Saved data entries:

--------------------------------------------------

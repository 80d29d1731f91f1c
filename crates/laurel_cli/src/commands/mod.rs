//! CLI command implementations.
//!
//! Every command runs the engine offline: progress is applied locally and
//! written back to the snapshot, ready to be flushed by the game later.

pub mod export;
pub mod inspect;
pub mod report;
pub mod reset;
pub mod score;

use laurel_engine::{EngineConfig, GameConfig, OfflineGateway, ReconciliationEngine};
use laurel_protocol::Snapshot;
use std::path::Path;
use std::sync::Arc;
use tracing::{debug, warn};

/// Result type shared by the commands.
pub type CommandResult<T> = Result<T, Box<dyn std::error::Error>>;

/// Engine used by every command.
pub type OfflineEngine = ReconciliationEngine<OfflineGateway>;

/// Returns true if `path` should be read and written as CBOR.
pub fn is_cbor(path: &Path) -> bool {
    path.extension()
        .and_then(|ext| ext.to_str())
        .is_some_and(|ext| ext.eq_ignore_ascii_case("cbor"))
}

/// Reads a game configuration from JSON.
pub fn read_config(path: &Path) -> CommandResult<GameConfig> {
    let text = std::fs::read_to_string(path)
        .map_err(|e| format!("Cannot read config {}: {}", path.display(), e))?;
    Ok(GameConfig::from_json_str(&text)?)
}

/// Reads a snapshot. A missing file is an empty snapshot.
pub fn read_snapshot(path: &Path) -> CommandResult<Snapshot> {
    if !path.exists() {
        debug!(path = %path.display(), "no snapshot yet, starting empty");
        return Ok(Snapshot::default());
    }
    if is_cbor(path) {
        let bytes = std::fs::read(path)?;
        Ok(Snapshot::from_cbor(&bytes)?)
    } else {
        let text = std::fs::read_to_string(path)?;
        Ok(Snapshot::from_json(&text)?)
    }
}

/// Writes a snapshot, as CBOR when `cbor` is set and JSON otherwise.
pub fn write_snapshot(path: &Path, snapshot: &Snapshot, cbor: bool) -> CommandResult<()> {
    if cbor {
        std::fs::write(path, snapshot.to_cbor()?)?;
    } else {
        std::fs::write(path, snapshot.to_json()?)?;
    }
    debug!(path = %path.display(), cbor, "snapshot written");
    Ok(())
}

/// Builds an offline engine from a config file and loads the snapshot.
pub fn open_engine(config_path: &Path, snapshot_path: &Path) -> CommandResult<OfflineEngine> {
    let game = read_config(config_path)?;
    let config = EngineConfig::new(game).with_sync_supported(false);
    let mut engine = ReconciliationEngine::new(config, Arc::new(OfflineGateway))?;
    let summary = engine.load(&read_snapshot(snapshot_path)?);
    if summary.skipped > 0 {
        warn!(skipped = summary.skipped, "snapshot entries not in config were dropped");
    }
    Ok(engine)
}

/// Writes the engine state back to the snapshot path in its own format.
pub fn save_engine(engine: &OfflineEngine, snapshot_path: &Path) -> CommandResult<()> {
    write_snapshot(snapshot_path, &engine.save(), is_cbor(snapshot_path))
}
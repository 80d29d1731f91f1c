//! Scores, leaderboard descriptors and leaderboard queries.

use chrono::{DateTime, Duration, Utc};
use serde::{Deserialize, Serialize};

/// A single submitted score.
#[derive(Debug, Clone, PartialEq, Serialize, Deserialize)]
pub struct ScoreRecord {
    /// Player that achieved the score.
    pub player_id: String,
    /// Leaderboard the score belongs to.
    pub leaderboard_id: String,
    /// When the score was reported.
    pub date: DateTime<Utc>,
    /// Raw score value.
    pub value: f64,
    /// Human readable value, e.g. `"12 points"`.
    pub formatted_value: String,
    /// 1-based rank, or 0 when unranked.
    #[serde(default)]
    pub rank: u32,
}

impl ScoreRecord {
    /// Creates an unranked score.
    pub fn new(
        player_id: impl Into<String>,
        leaderboard_id: impl Into<String>,
        date: DateTime<Utc>,
        value: f64,
        formatted_value: impl Into<String>,
    ) -> Self {
        Self {
            player_id: player_id.into(),
            leaderboard_id: leaderboard_id.into(),
            date,
            value,
            formatted_value: formatted_value.into(),
            rank: 0,
        }
    }

    /// Returns a copy of this score with the given rank.
    pub fn ranked(&self, rank: u32) -> Self {
        Self {
            rank,
            ..self.clone()
        }
    }
}

/// Inclusive range of values a leaderboard accepts.
#[derive(Debug, Clone, Copy, PartialEq, Serialize, Deserialize)]
pub struct ScoreRange {
    /// Lowest accepted value.
    pub min: f64,
    /// Highest accepted value.
    pub max: f64,
}

impl ScoreRange {
    /// Creates a range.
    pub fn new(min: f64, max: f64) -> Self {
        Self { min, max }
    }

    /// Returns true if `value` lies inside the range.
    pub fn contains(&self, value: f64) -> bool {
        value >= self.min && value <= self.max
    }

    /// Returns true if `min <= max`.
    pub fn is_valid(&self) -> bool {
        self.min <= self.max
    }
}

impl Default for ScoreRange {
    fn default() -> Self {
        Self::new(f64::MIN, f64::MAX)
    }
}

/// Static description of a leaderboard, taken from game configuration.
#[derive(Debug, Clone, PartialEq, Serialize, Deserialize)]
pub struct LeaderboardDescriptor {
    /// Stable leaderboard identifier.
    pub id: String,
    /// Display name.
    pub name: String,
    /// Suffix used when the value is exactly one, e.g. `"point"`.
    #[serde(default)]
    pub score_format_suffix_singular: String,
    /// Suffix used otherwise, e.g. `"points"`.
    #[serde(default)]
    pub score_format_suffix_plural: String,
    /// Accepted score values.
    #[serde(default)]
    pub score_range: ScoreRange,
}

impl LeaderboardDescriptor {
    /// Creates a descriptor with empty suffixes and an unbounded range.
    pub fn new(id: impl Into<String>, name: impl Into<String>) -> Self {
        Self {
            id: id.into(),
            name: name.into(),
            score_format_suffix_singular: String::new(),
            score_format_suffix_plural: String::new(),
            score_range: ScoreRange::default(),
        }
    }

    /// Sets the singular and plural suffixes.
    pub fn with_suffixes(mut self, singular: impl Into<String>, plural: impl Into<String>) -> Self {
        self.score_format_suffix_singular = singular.into();
        self.score_format_suffix_plural = plural.into();
        self
    }

    /// Sets the accepted score range.
    pub fn with_score_range(mut self, range: ScoreRange) -> Self {
        self.score_range = range;
        self
    }

    /// Formats a value with the matching suffix.
    pub fn format_score(&self, value: f64) -> String {
        let number = if value.fract() == 0.0 && value.abs() < 1e15 {
            format!("{}", value as i64)
        } else {
            format!("{:.2}", value)
        };
        let suffix = if value == 1.0 {
            &self.score_format_suffix_singular
        } else {
            &self.score_format_suffix_plural
        };
        if suffix.is_empty() {
            number
        } else {
            format!("{} {}", number, suffix)
        }
    }
}

/// Which players a leaderboard query covers.
#[derive(Debug, Clone, PartialEq, Eq, Default, Serialize, Deserialize)]
pub enum PlayerScope {
    /// Every player.
    #[default]
    Global,
    /// Only the listed players.
    Players(Vec<String>),
}

impl PlayerScope {
    /// Returns true if the scope covers `player_id`.
    pub fn includes(&self, player_id: &str) -> bool {
        match self {
            PlayerScope::Global => true,
            PlayerScope::Players(ids) => ids.iter().any(|id| id == player_id),
        }
    }
}

/// Which time window a leaderboard query covers.
#[derive(Debug, Clone, Copy, PartialEq, Eq, Default, Serialize, Deserialize)]
pub enum TimeScope {
    /// The last 24 hours.
    Today,
    /// The last 7 days.
    Week,
    /// No time restriction.
    #[default]
    AllTime,
}

impl TimeScope {
    /// Returns the earliest date inside this scope, relative to `now`.
    pub fn cutoff(&self, now: DateTime<Utc>) -> Option<DateTime<Utc>> {
        match self {
            TimeScope::Today => Some(now - Duration::days(1)),
            TimeScope::Week => Some(now - Duration::days(7)),
            TimeScope::AllTime => None,
        }
    }

    /// Returns true if `date` falls inside this scope.
    pub fn includes(&self, date: DateTime<Utc>, now: DateTime<Utc>) -> bool {
        self.cutoff(now).map_or(true, |cutoff| date >= cutoff)
    }
}

/// A window of ranks, 1-based.
#[derive(Debug, Clone, Copy, PartialEq, Eq, Serialize, Deserialize)]
pub struct RankRange {
    /// First rank to return (1-based).
    pub start: u32,
    /// Maximum number of entries.
    pub length: u32,
}

impl RankRange {
    /// Creates a range. A `start` of 0 is treated as 1.
    pub fn new(start: u32, length: u32) -> Self {
        Self {
            start: start.max(1),
            length,
        }
    }

    /// Returns true if `rank` is inside the window.
    pub fn contains(&self, rank: u32) -> bool {
        rank >= self.start && rank < self.start.saturating_add(self.length)
    }
}

impl Default for RankRange {
    fn default() -> Self {
        Self::new(1, 25)
    }
}

/// A leaderboard query.
#[derive(Debug, Clone, PartialEq, Default, Serialize, Deserialize)]
pub struct ScoreQuery {
    /// Players to include.
    pub player_scope: PlayerScope,
    /// Time window.
    pub time_scope: TimeScope,
    /// Rank window.
    pub range: RankRange,
}

impl ScoreQuery {
    /// Creates a query.
    pub fn new(player_scope: PlayerScope, time_scope: TimeScope, range: RankRange) -> Self {
        Self {
            player_scope,
            time_scope,
            range,
        }
    }
}

#[cfg(test)]
mod tests {
    use super::*;

    #[test]
    fn format_uses_singular_for_one() {
        let board = LeaderboardDescriptor::new("high", "High Scores").with_suffixes("point", "points");

        assert_eq!(board.format_score(1.0), "1 point");
        assert_eq!(board.format_score(12.0), "12 points");
        assert_eq!(board.format_score(0.0), "0 points");
        assert_eq!(board.format_score(2.5), "2.50 points");
    }

    #[test]
    fn format_without_suffix() {
        let board = LeaderboardDescriptor::new("time", "Best Time");
        assert_eq!(board.format_score(42.0), "42");
    }

    #[test]
    fn score_range_bounds() {
        let range = ScoreRange::new(0.0, 100.0);
        assert!(range.contains(0.0));
        assert!(range.contains(100.0));
        assert!(!range.contains(100.5));
        assert!(!range.contains(-1.0));
        assert!(!ScoreRange::new(5.0, 1.0).is_valid());
    }

    #[test]
    fn time_scope_cutoffs() {
        let now = Utc::now();
        let yesterday = now - Duration::hours(23);
        let last_month = now - Duration::days(30);

        assert!(TimeScope::Today.includes(yesterday, now));
        assert!(!TimeScope::Today.includes(last_month, now));
        assert!(TimeScope::Week.includes(now - Duration::days(6), now));
        assert!(!TimeScope::Week.includes(last_month, now));
        assert!(TimeScope::AllTime.includes(last_month, now));
    }

    #[test]
    fn rank_range_window() {
        let range = RankRange::new(0, 3);
        assert_eq!(range.start, 1);
        assert!(range.contains(1));
        assert!(range.contains(3));
        assert!(!range.contains(4));
    }

    #[test]
    fn player_scope_membership() {
        let scope = PlayerScope::Players(vec!["p1".into(), "p2".into()]);
        assert!(scope.includes("p2"));
        assert!(!scope.includes("p3"));
        assert!(PlayerScope::Global.includes("anyone"));
    }
}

--------------------------------------------------

Task prompt:
One number makes up the answer: the number of lines among the entries that include the word "Which".

Problem solution:
2